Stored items
>>>

//! Vendor approval API handlers
//!
//! The `:token` routes are public; the token in the path is the credential.

use std::sync::Arc;

use axum::{
    extract::{Path, State},
    http::{HeaderMap, StatusCode},
    Json,
};
use chrono::Utc;

use crate::error::ApiError;
use crate::middleware::{client_ip, AuthenticatedUser};
use crate::models::ApiResponse;
use crate::vendor_approval::{
    ApprovalView, RequestApprovalRequest, RequestApprovalResponse, RespondApprovalRequest,
    VendorApproval, VendorApprovalService,
};

/// POST /api/transactions/:id/vendor-approvals
pub async fn request_approval(
    State(service): State<Arc<VendorApprovalService>>,
    user: AuthenticatedUser,
    Path(transaction_id): Path<i64>,
    Json(request): Json<RequestApprovalRequest>,
) -> Result<(StatusCode, Json<ApiResponse<RequestApprovalResponse>>), ApiError> {
    let response = service
        .request_approval(transaction_id, user.user_id, request, Utc::now())
        .await?;
    Ok((StatusCode::CREATED, Json(ApiResponse::ok(response))))
}

/// GET /api/transactions/:id/vendor-approvals
pub async fn list_approvals(
    State(service): State<Arc<VendorApprovalService>>,
    user: AuthenticatedUser,
    Path(transaction_id): Path<i64>,
) -> Result<Json<ApiResponse<Vec<VendorApproval>>>, ApiError> {
    let approvals = service
        .list_for_transaction(transaction_id, user.user_id, user.is_staff())
        .await?;
    Ok(Json(ApiResponse::ok(approvals)))
}

/// GET /api/vendor-approvals/:token
pub async fn view_approval(
    State(service): State<Arc<VendorApprovalService>>,
    Path(token): Path<String>,
) -> Result<Json<ApiResponse<ApprovalView>>, ApiError> {
    let view = service.view(&token, Utc::now()).await?;
    Ok(Json(ApiResponse::ok(view)))
}

/// POST /api/vendor-approvals/:token/respond
pub async fn respond_approval(
    State(service): State<Arc<VendorApprovalService>>,
    Path(token): Path<String>,
    headers: HeaderMap,
    Json(request): Json<RespondApprovalRequest>,
) -> Result<Json<ApiResponse<ApprovalView>>, ApiError> {
    let approval = service
        .respond(&token, request, client_ip(&headers), Utc::now())
        .await?;
    Ok(Json(ApiResponse::ok(ApprovalView::from(&approval))))
}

<<<

### [WHAT IS BEING ASKED]
From the records above, copy each line that contains the word "crate".

### [TASK OUTPUT]
use crate::error::ApiError;
use crate::middleware::{client_ip, AuthenticatedUser};
use crate::models::ApiResponse;
use crate::vendor_approval::{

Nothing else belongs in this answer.